Wherever the string "with" appears in the entries below, return the line that holds it.

Provided material section start

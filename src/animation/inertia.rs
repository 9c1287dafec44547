//! Closed-form inertia for a flick that may pan and zoom at once.
//!
//! The models work in *scaled* camera space, where `position = offset *
//! zoom / 100` and `scale = zoom / 100`. In that space a zoom about a fixed
//! screen point moves `position` along a straight line by an amount
//! proportional to the zoom ratio, so continuing a constant zoom rate gives a
//! geometric series with a closed-form sum.
//!
//! Time `t` is measured in milliseconds from release: `t = 0` is the last
//! trail sample and `t = -dt` the start of the velocity window.

use crate::core::{camera::Camera, constants::MIN_VELOCITY_DT_MS, geo::Point};

/// Ratios closer to one than this are treated as a constant zoom
const UNIT_RATIO_EPSILON: f64 = 1e-12;

/// Camera state in scaled space
#[derive(Debug, Clone, Copy, PartialEq)]
pub struct ScaledCamera {
    pub position: Point,
    pub scale: f64,
}

impl ScaledCamera {
    pub fn new(position: Point, scale: f64) -> Self {
        Self { position, scale }
    }

    pub fn from_camera(camera: &Camera) -> Self {
        let scale = camera.scale();
        Self::new(camera.offset.multiply(scale), scale)
    }

    pub fn to_camera(&self) -> Camera {
        Camera::new(
            self.scale * 100.0,
            Point::new(self.position.x / self.scale, self.position.y / self.scale),
        )
    }
}

/// A camera path sampled by inertia playback
pub trait Trajectory: Send + Sync {
    /// Scaled position at `t`
    fn position(&self, t: f64) -> Point;

    /// Derivative of [`Trajectory::position`] at `t`
    fn velocity(&self, t: f64) -> Point;

    /// Scale (zoom / 100) at `t`
    fn scale(&self, t: f64) -> f64;

    fn camera(&self, t: f64) -> Camera {
        ScaledCamera::new(self.position(t), self.scale(t)).to_camera()
    }

    fn speed(&self, t: f64) -> f64 {
        self.velocity(t).length()
    }

    /// True when the path never changes zoom
    fn is_translation_only(&self) -> bool;

    /// Time at which the path reaches `scale`, if it ever does
    fn time_at_scale(&self, _scale: f64) -> Option<f64> {
        None
    }
}

/// Analytic trajectory through two samples `dt` apart
#[derive(Debug, Clone, Copy, PartialEq)]
pub struct InertiaModel {
    start: ScaledCamera,
    end: ScaledCamera,
    dt: f64,
    direction: Point,
    distance: f64,
    ratio: f64,
    log_ratio: f64,
}

impl InertiaModel {
    /// `start` is the state at `-dt`, `end` the state at release.
    /// Both scales must be positive.
    pub fn new(start: ScaledCamera, end: ScaledCamera, dt: f64) -> Self {
        let travel = end.position.subtract(&start.position);
        let ratio = end.scale / start.scale;
        Self {
            start,
            end,
            dt: dt.max(MIN_VELOCITY_DT_MS),
            direction: travel.normalized(),
            distance: travel.length(),
            ratio,
            log_ratio: ratio.ln(),
        }
    }

    pub fn start(&self) -> ScaledCamera {
        self.start
    }

    pub fn end(&self) -> ScaledCamera {
        self.end
    }

    pub fn dt(&self) -> f64 {
        self.dt
    }

    /// Zoom ratio per window: `z1 / z0`
    pub fn ratio(&self) -> f64 {
        self.ratio
    }

    fn constant_zoom(&self) -> bool {
        (self.ratio - 1.0).abs() < UNIT_RATIO_EPSILON
    }

    /// Windows elapsed since the start sample
    fn windows(&self, t: f64) -> f64 {
        (t + self.dt) / self.dt
    }

    /// `z(t) / z0`
    fn growth(&self, t: f64) -> f64 {
        (self.windows(t) * self.log_ratio).exp()
    }

    /// `(z(t) / z0 - 1) / (ratio - 1)`, exactly one at release
    fn travelled_fraction(&self, t: f64) -> f64 {
        (self.windows(t) * self.log_ratio).exp_m1() / self.log_ratio.exp_m1()
    }

    /// Same release state with the radial motion of a pinch about
    /// `pinch_origin` taken out of the velocity.
    ///
    /// `pinch_origin` is a screen point, whose sign is opposite to the camera
    /// offset, so the fixed point of the pinch in scaled space is
    /// `-pinch_origin`. The correction is taken from the window's average
    /// velocity, which a pure pinch explains exactly. This intentionally
    /// differs from correcting the analytic release velocity `v(0)`, which
    /// leaves residual motion after a pure pinch. The result keeps the
    /// release zoom constant.
    pub fn remove_zoom(&self, pinch_origin: Point) -> InertiaModel {
        let radial = self.end.position.add(&pinch_origin);
        let pinch_speed = (1.0 - self.start.scale / self.end.scale) * radial.length() / self.dt;
        let average = self
            .end
            .position
            .subtract(&self.start.position)
            .multiply(1.0 / self.dt);
        let corrected = average.subtract(&radial.normalized().multiply(pinch_speed));
        let start = ScaledCamera::new(
            self.end.position.subtract(&corrected.multiply(self.dt)),
            self.end.scale,
        );
        InertiaModel::new(start, self.end, self.dt)
    }
}

impl Trajectory for InertiaModel {
    fn position(&self, t: f64) -> Point {
        let travelled = if self.constant_zoom() {
            self.distance * (t + self.dt) / self.dt
        } else {
            self.distance * self.travelled_fraction(t)
        };
        self.start.position.add(&self.direction.multiply(travelled))
    }

    fn velocity(&self, t: f64) -> Point {
        let speed = if self.constant_zoom() {
            self.distance / self.dt
        } else {
            self.distance * self.log_ratio / self.dt * self.growth(t) / self.log_ratio.exp_m1()
        };
        self.direction.multiply(speed)
    }

    fn scale(&self, t: f64) -> f64 {
        if self.constant_zoom() {
            self.end.scale
        } else {
            self.start.scale * self.growth(t)
        }
    }

    fn is_translation_only(&self) -> bool {
        self.constant_zoom()
    }

    fn time_at_scale(&self, scale: f64) -> Option<f64> {
        if self.constant_zoom() || scale <= 0.0 || self.start.scale <= 0.0 {
            return None;
        }
        // solve ratio^((t + dt) / dt) = scale / z0
        let exponent = (scale / self.start.scale).ln() / self.log_ratio;
        let t = self.dt * exponent - self.dt;
        t.is_finite().then_some(t)
    }
}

Provided material section end

### [Problem solution]
//! geometric series with a closed-form sum.
    /// Same release state with the radial motion of a pinch about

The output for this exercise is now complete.